Activity: After locating the line that contains "pub fn tiles(&self)" in the records below, write out exactly that line and each line after it through the one that contains "pub fn ordinary_tiles(&self)", and nothing else.

== Provided material ==

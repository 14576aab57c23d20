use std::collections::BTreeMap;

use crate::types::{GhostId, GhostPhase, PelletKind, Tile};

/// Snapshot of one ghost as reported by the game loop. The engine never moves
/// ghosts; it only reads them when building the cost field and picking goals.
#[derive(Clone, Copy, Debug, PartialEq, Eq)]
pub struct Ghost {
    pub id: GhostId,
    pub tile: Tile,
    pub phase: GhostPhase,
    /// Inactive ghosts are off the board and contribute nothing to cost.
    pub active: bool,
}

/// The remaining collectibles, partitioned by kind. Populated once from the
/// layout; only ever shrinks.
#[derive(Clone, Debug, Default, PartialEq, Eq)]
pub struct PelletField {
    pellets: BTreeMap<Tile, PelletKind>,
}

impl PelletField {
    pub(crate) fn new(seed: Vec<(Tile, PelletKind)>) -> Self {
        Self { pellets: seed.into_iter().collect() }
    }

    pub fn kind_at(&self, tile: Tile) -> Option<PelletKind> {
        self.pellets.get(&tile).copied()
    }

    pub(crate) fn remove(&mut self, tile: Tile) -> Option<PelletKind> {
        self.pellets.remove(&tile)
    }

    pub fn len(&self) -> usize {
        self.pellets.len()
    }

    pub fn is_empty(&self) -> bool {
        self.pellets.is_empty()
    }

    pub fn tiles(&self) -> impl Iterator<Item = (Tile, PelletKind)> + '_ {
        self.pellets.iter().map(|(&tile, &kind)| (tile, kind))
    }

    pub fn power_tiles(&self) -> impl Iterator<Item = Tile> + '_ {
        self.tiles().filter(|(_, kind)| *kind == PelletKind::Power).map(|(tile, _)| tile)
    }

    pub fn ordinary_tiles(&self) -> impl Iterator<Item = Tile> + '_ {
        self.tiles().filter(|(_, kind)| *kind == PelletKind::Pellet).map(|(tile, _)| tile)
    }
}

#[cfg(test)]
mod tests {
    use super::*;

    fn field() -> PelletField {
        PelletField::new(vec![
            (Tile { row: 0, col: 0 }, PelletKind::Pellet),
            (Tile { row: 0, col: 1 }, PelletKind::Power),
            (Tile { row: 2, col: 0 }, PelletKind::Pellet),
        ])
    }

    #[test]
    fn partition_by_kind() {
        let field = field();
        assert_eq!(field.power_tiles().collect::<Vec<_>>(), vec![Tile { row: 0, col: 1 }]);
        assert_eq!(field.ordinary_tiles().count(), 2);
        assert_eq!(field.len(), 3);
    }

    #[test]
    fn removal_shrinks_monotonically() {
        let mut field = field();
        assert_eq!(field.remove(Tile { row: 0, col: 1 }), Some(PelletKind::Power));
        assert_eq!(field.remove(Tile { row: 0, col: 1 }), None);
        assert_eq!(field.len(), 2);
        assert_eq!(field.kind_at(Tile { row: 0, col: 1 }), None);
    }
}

===

Answer:
    pub fn tiles(&self) -> impl Iterator<Item = (Tile, PelletKind)> + '_ {
        self.pellets.iter().map(|(&tile, &kind)| (tile, kind))
    }

    pub fn power_tiles(&self) -> impl Iterator<Item = Tile> + '_ {
        self.tiles().filter(|(_, kind)| *kind == PelletKind::Power).map(|(tile, _)| tile)
    }

    pub fn ordinary_tiles(&self) -> impl Iterator<Item = Tile> + '_ {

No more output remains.